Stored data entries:
◆ ◆ ◆ ◆ ◆

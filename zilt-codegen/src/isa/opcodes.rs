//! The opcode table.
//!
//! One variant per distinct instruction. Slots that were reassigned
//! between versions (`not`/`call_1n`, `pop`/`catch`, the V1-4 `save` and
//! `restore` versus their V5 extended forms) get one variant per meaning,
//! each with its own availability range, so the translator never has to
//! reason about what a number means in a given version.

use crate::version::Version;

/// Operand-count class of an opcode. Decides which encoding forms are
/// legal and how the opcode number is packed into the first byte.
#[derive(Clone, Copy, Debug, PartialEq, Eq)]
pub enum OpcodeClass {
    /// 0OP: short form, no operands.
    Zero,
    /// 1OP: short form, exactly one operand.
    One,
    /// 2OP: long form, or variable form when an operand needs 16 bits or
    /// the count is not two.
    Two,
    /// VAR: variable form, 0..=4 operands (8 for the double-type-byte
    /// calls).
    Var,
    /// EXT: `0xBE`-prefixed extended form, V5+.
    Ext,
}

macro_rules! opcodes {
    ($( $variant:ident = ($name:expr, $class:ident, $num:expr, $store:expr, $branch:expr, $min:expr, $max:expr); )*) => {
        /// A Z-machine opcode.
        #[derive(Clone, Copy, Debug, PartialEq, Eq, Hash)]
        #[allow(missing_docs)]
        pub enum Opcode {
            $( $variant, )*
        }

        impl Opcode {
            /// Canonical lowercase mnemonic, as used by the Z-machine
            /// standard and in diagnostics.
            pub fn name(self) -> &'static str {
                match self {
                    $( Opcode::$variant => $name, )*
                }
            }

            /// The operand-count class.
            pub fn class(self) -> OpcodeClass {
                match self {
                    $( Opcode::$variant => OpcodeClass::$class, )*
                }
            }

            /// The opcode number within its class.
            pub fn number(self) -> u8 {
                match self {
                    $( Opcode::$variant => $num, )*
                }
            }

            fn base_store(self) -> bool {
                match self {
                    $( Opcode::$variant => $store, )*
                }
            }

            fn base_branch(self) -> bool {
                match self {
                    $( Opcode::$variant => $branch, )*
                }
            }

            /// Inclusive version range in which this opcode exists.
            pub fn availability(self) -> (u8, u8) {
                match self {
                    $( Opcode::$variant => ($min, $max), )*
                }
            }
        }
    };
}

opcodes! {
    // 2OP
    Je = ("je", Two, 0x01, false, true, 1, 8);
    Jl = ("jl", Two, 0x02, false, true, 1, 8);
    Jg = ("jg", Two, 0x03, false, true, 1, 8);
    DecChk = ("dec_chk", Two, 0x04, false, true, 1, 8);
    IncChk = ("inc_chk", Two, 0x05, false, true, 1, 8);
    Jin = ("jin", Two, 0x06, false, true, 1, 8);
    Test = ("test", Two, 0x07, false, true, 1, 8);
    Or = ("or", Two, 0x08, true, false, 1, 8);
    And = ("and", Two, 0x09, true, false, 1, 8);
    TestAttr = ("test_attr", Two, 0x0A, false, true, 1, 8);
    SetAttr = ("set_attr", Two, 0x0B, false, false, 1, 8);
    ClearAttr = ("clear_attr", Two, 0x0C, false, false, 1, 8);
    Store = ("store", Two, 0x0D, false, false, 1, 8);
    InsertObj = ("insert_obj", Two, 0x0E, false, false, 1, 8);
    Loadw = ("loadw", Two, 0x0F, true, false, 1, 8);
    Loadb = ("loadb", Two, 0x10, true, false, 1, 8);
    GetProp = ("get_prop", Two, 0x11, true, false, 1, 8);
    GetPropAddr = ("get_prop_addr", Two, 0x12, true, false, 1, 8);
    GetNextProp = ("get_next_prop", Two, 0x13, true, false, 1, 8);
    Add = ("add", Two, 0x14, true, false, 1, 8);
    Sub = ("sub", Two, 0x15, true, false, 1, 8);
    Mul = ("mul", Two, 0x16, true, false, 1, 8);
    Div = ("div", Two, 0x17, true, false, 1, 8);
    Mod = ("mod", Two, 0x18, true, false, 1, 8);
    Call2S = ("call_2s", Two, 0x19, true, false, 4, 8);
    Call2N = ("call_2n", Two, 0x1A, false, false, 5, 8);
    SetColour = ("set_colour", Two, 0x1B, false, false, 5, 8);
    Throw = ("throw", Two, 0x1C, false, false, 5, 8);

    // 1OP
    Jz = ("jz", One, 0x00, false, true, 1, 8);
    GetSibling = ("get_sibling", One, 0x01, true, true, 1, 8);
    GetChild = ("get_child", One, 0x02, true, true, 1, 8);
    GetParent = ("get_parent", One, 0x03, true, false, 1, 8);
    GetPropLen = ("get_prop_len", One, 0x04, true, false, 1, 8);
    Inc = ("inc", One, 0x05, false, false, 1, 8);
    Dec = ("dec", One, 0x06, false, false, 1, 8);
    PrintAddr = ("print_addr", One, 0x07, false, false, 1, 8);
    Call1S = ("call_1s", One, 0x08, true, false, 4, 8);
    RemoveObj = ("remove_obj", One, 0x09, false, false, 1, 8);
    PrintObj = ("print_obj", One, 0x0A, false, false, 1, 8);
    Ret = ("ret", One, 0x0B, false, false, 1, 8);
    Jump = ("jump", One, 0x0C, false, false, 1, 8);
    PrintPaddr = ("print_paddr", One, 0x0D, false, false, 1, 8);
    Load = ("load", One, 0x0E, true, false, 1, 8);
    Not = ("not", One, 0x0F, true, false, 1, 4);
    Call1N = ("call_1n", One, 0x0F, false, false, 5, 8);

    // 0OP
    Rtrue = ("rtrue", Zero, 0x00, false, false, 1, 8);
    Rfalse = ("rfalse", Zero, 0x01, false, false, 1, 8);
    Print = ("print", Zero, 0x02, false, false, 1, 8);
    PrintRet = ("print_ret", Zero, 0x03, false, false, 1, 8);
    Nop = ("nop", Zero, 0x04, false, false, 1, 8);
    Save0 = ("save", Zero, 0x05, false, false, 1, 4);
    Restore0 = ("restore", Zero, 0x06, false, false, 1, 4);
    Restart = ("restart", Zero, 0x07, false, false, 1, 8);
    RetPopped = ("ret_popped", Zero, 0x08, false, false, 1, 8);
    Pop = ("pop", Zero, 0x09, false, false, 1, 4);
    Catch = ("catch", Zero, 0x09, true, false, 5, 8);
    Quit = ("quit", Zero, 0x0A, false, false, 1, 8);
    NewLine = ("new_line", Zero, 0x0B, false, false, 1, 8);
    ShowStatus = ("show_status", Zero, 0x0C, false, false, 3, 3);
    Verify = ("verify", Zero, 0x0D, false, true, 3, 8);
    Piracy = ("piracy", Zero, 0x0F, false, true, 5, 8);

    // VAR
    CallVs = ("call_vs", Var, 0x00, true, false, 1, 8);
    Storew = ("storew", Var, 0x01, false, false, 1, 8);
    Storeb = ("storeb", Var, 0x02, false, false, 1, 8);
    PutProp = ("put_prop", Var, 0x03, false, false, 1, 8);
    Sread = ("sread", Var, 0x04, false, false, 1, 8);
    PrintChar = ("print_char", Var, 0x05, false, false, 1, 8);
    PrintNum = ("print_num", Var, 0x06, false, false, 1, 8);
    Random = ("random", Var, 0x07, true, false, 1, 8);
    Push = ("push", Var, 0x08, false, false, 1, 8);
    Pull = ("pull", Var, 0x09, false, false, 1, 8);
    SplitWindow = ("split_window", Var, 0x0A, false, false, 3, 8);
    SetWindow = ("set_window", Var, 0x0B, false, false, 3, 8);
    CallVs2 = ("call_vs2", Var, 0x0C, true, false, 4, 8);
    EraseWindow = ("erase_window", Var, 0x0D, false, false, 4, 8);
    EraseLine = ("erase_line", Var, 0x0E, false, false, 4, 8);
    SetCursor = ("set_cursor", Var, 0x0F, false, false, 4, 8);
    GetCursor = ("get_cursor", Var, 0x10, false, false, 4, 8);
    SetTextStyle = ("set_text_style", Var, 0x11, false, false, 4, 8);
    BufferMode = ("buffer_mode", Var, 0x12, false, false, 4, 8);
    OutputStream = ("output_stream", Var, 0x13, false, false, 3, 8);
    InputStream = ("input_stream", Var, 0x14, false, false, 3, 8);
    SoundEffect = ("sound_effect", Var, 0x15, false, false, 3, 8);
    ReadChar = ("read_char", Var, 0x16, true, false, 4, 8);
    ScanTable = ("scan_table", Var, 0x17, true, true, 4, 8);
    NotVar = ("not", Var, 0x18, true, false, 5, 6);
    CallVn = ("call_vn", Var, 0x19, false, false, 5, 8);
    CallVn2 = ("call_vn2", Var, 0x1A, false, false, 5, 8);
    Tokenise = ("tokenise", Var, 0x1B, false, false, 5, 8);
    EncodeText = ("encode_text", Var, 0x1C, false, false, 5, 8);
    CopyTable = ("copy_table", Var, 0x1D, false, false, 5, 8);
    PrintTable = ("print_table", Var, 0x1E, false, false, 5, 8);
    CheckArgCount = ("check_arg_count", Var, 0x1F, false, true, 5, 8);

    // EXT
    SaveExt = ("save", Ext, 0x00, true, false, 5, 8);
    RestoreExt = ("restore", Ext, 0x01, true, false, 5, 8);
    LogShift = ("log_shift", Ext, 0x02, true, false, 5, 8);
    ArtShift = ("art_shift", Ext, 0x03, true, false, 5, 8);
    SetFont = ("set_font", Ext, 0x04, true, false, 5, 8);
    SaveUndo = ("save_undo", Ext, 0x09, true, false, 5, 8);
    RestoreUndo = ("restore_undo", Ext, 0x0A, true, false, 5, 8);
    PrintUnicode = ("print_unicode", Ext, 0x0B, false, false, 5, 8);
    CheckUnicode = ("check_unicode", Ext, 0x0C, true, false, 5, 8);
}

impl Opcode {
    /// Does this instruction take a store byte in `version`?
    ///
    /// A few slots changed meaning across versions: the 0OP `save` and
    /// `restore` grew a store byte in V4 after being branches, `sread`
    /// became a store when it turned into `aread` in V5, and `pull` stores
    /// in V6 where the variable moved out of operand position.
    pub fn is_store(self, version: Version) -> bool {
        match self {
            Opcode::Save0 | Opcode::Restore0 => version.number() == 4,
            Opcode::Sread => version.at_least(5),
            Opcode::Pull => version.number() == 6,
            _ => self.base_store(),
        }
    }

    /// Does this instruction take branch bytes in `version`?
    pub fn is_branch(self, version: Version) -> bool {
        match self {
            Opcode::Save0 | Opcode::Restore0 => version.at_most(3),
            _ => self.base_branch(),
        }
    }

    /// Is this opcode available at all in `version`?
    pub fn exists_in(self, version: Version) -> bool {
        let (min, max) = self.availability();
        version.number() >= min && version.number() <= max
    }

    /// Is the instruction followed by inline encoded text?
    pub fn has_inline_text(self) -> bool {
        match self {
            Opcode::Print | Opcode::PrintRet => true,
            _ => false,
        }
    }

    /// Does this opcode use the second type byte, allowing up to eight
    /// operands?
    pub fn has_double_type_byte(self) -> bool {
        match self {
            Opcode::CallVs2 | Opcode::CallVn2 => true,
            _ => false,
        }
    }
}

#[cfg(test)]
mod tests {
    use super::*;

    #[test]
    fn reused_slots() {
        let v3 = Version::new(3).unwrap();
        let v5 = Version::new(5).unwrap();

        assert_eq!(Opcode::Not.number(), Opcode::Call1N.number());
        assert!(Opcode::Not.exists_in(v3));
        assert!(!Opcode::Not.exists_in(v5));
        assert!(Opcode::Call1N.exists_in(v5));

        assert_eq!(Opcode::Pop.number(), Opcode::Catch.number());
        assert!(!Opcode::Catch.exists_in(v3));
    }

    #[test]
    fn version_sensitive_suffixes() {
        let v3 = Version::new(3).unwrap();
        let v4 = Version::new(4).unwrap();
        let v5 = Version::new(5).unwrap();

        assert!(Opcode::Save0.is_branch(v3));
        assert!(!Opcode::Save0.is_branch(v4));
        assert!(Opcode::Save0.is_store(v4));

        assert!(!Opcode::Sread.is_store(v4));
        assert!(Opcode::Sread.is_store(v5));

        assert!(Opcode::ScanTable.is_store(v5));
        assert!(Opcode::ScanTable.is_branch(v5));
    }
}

◆ ◆ ◆ ◆ ◆

Exercise: Scan the records above for the word "meaning" and return every line where it occurs.

Solution below:
//! `restore` versus their V5 extended forms) get one variant per meaning,
    /// A few slots changed meaning across versions: the 0OP `save` and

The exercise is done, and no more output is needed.